Otherwise its ok i suppose. Preferred the old one but then I would.


----------



## montage (10 Jul 2010)

Zippy said:


> Hi - not keen on the new colours or the options on the drop-down to be honest but I am 50 and I resist change!
> 
> Main gripe is you used to be able to float the mouse over the thread titles and it would give the first few lines of the post so you had a quick idea of whether you wanted to red on - that seems to be missin.
> 
> Otherwise its ok i suppose. Preferred the old one but then I would.




Colours are fine - but I do miss this floaty over mousy thing


----------



## New Horizon (10 Jul 2010)

Zippy said:


> Hi - not keen on the new colours or the options on the drop-down to be honest but I am 50 and I resist change!
> 
> Main gripe is you used to be able to float the mouse over the thread titles and it would give the first few lines of the post so you had a quick idea of whether you wanted to red on - that seems to be missin.
> 
> Otherwise its ok i suppose. Preferred the old one but then I would.



Same here - preview of threads was excellent and a big time saver.


----------



## rusky (10 Jul 2010)

New Horizon said:


> Zippy said:
> 
> 
> > Hi - not keen on the new colours or the options on the drop-down to be honest but I am 50 and I resist change!
> ...



As you hover over a thread, a little box appears to the right, click this & a little pop-up appears with the preview.


----------



## JtB (10 Jul 2010)

rusky said:


> As you hover over a thread, a little box appears to the right, click this & a little pop-up appears with the preview.


Now thats neat


----------



## ColinJ (10 Jul 2010)

Shaun said:


> rusky said:
> 
> 
> > As you hover over a thread, a little box appears to the right, click this & a little pop-up appears with the preview.
> ...


I don't think so - we now have to move the mouse pointer across to something and click on it to see if it is worth moving the mouse pointer somewhere else and clicking on that - how does that save time!


----------



## JtB (10 Jul 2010)

ColinJ said:


> I don't think so - we now have to move the mouse pointer across to something and click on it to see if it is worth moving the mouse pointer somewhere else and clicking on that - how does that save time!


The pop up window seems faster than navigating to the post and you don't have to navigate away from the main index if you don't want.
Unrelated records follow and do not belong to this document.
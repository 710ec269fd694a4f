use crate::diag::{DiagCode, DiagContext, Halt, ParseResult, TextSpan};
use crate::lexer::{Lexer, Token, TokenKind};
use crate::metadata::{
    ClassId, ClassRef, CollectionType, EnumId, FullName, GlobalType, LoadHook, ProgramMetadata,
    PropertyMetadata, TypeKind, TypeMetadata,
};
use crate::value::{Atom, DataObject, LiteralForm, Value};
use std::io::{self, Read};
use std::mem;
use std::ops::{Deref, DerefMut};
use std::sync::{Arc, Mutex};

/// How many objects and collections may be open at once.
pub const MAX_NESTING_DEPTH: usize = 128;

#[derive(Debug, Clone)]
struct AliasDef {
    alias: String,
    uri: String,
}

/// Reusable working state for loading documents.
///
/// Holds the source text buffer and the alias-scope stack between loads so
/// their allocations are kept. [`Loader::begin`] is the only way to get a
/// [`Parser`], and it clears everything left over from the previous load.
#[derive(Debug, Default)]
pub struct Loader {
    text: String,
    aliases: Vec<AliasDef>,
    scope_starts: Vec<usize>,
}

impl Loader {
    pub fn new() -> Self {
        Self::default()
    }

    /// Resets the loader, reads all of `reader` into its text buffer and returns
    /// a parser over it.
    pub fn begin<'l, R: Read>(
        &'l mut self,
        source_name: &str,
        mut reader: R,
        program: &'l ProgramMetadata,
        ctx: &'l mut DiagContext,
    ) -> io::Result<Parser<'l>> {
        let Loader {
            text,
            aliases,
            scope_starts,
        } = self;
        text.clear();
        aliases.clear();
        scope_starts.clear();
        reader.read_to_string(text)?;

        let text: &'l String = text;
        Ok(Parser {
            program,
            ctx,
            file: Arc::from(source_name),
            lexer: Lexer::new(text),
            token: Token {
                kind: TokenKind::Eof,
                start_offset: 0,
                length: 0,
                start_pos: Default::default(),
                end_pos: Default::default(),
                text_value: None,
            },
            aliases,
            scope_starts,
            depth: 0,
        })
    }

    /// The text of the most recent load.
    pub fn text(&self) -> &str {
        &self.text
    }
}

/// A shared stock of idle [`Loader`]s.
#[derive(Debug, Default)]
pub struct LoaderPool {
    idle: Mutex<Vec<Loader>>,
}

impl LoaderPool {
    pub const fn new() -> Self {
        Self {
            idle: Mutex::new(Vec::new()),
        }
    }

    /// Takes an idle loader, or creates one. It goes back to the pool on drop.
    pub fn get(&self) -> PooledLoader<'_> {
        let loader = self
            .idle
            .lock()
            .ok()
            .and_then(|mut idle| idle.pop())
            .unwrap_or_default();
        PooledLoader { pool: self, loader }
    }

    pub fn idle_count(&self) -> usize {
        self.idle.lock().map(|idle| idle.len()).unwrap_or(0)
    }
}

pub struct PooledLoader<'p> {
    pool: &'p LoaderPool,
    loader: Loader,
}

impl Deref for PooledLoader<'_> {
    type Target = Loader;

    fn deref(&self) -> &Loader {
        &self.loader
    }
}

impl DerefMut for PooledLoader<'_> {
    fn deref_mut(&mut self) -> &mut Loader {
        &mut self.loader
    }
}

impl Drop for PooledLoader<'_> {
    fn drop(&mut self) {
        if let Ok(mut idle) = self.pool.idle.lock() {
            idle.push(mem::take(&mut self.loader));
        }
    }
}

/// Recursive-descent parser driven by the declared [`TypeMetadata`] of each value.
///
/// Every error is recorded in the [`DiagContext`] before [`Halt`] is returned, so
/// callers only need to propagate it.
pub struct Parser<'l> {
    program: &'l ProgramMetadata,
    ctx: &'l mut DiagContext,
    file: Arc<str>,
    lexer: Lexer<'l>,
    token: Token,
    aliases: &'l mut Vec<AliasDef>,
    scope_starts: &'l mut Vec<usize>,
    depth: usize,
}
/// How an atom kind is spelled in text.
#[derive(Debug, Clone, Copy, PartialEq, Eq)]
pub enum LiteralForm {
    /// A string or verbatim string literal.
    Text,
    /// A numeric literal with an optional sign, or `INF`/`NaN` for floats.
    Number,
    /// `true` or `false`.
    Boolean,
}

impl LiteralForm {
    pub fn of(kind: TypeKind) -> Option<LiteralForm> {
        match kind {
            TypeKind::String
            | TypeKind::IgnoreCaseString
            | TypeKind::Binary
            | TypeKind::Guid
            | TypeKind::TimeSpan
            | TypeKind::DateTimeOffset => Some(LiteralForm::Text),
            TypeKind::Decimal
            | TypeKind::Int64
            | TypeKind::Int32
            | TypeKind::Int16
            | TypeKind::SByte
            | TypeKind::UInt64
            | TypeKind::UInt32
            | TypeKind::UInt16
            | TypeKind::Byte
            | TypeKind::Double
            | TypeKind::Single => Some(LiteralForm::Number),
            TypeKind::Boolean => Some(LiteralForm::Boolean),
            _ => None,
        }
    }
}
//! Scoring errors.

use crate::scoring::ScoreCategory;

/// Errors that can occur during score aggregation.
#[derive(Debug, Clone, PartialEq, Eq, thiserror::Error)]
pub enum ScoringError {
    #[error("Missing category in raw scores: {0}")]
    MissingCategory(ScoreCategory),
}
But I agree its not as efficient or as intuitive as the old hover mechanism which just happens.


----------



## Shaun (10 Jul 2010)

I'm waiting on a developer who is creating an add-on to do topic hover.

As soon as it is available I'll get it installed.

Cheers,
Shaun


----------



## Ste T. (10 Jul 2010)

Sorry, I get no box opening on the right to click on, just one saying view topic started today etc.


----------



## threebikesmcginty (10 Jul 2010)

The little box that appears is better than the old system I rec - you can view OP, latest unread and last. 

Admin's a genius and no mistake


----------



## rusky (10 Jul 2010)

threebikesmcginty said:


> Admin's a genius and no mistake



Really??? Rumour has it, he double clicked setup.exe, clicked next a few times, then clicked finish


----------



## Shaun (10 Jul 2010)

rusky said:


> threebikesmcginty said:
> 
> 
> > Admin's a genius and no mistake
> ...



Don't tell them all it was that easy ... I'm still milking them with my 40 hour marathon install blag ...


----------



## Arch (10 Jul 2010)

Ste T. said:


> Sorry, I get no box opening on the right to click on, just one saying view topic started today etc.



Double check. Hover over the title, then move the mouse right along the line. A set of icons should appear, the one furthest to the right has a green arrow on it - click on that...

There does seem to be a slight lag sometimes, so try hovering for a second or two and see if the icons appear.


----------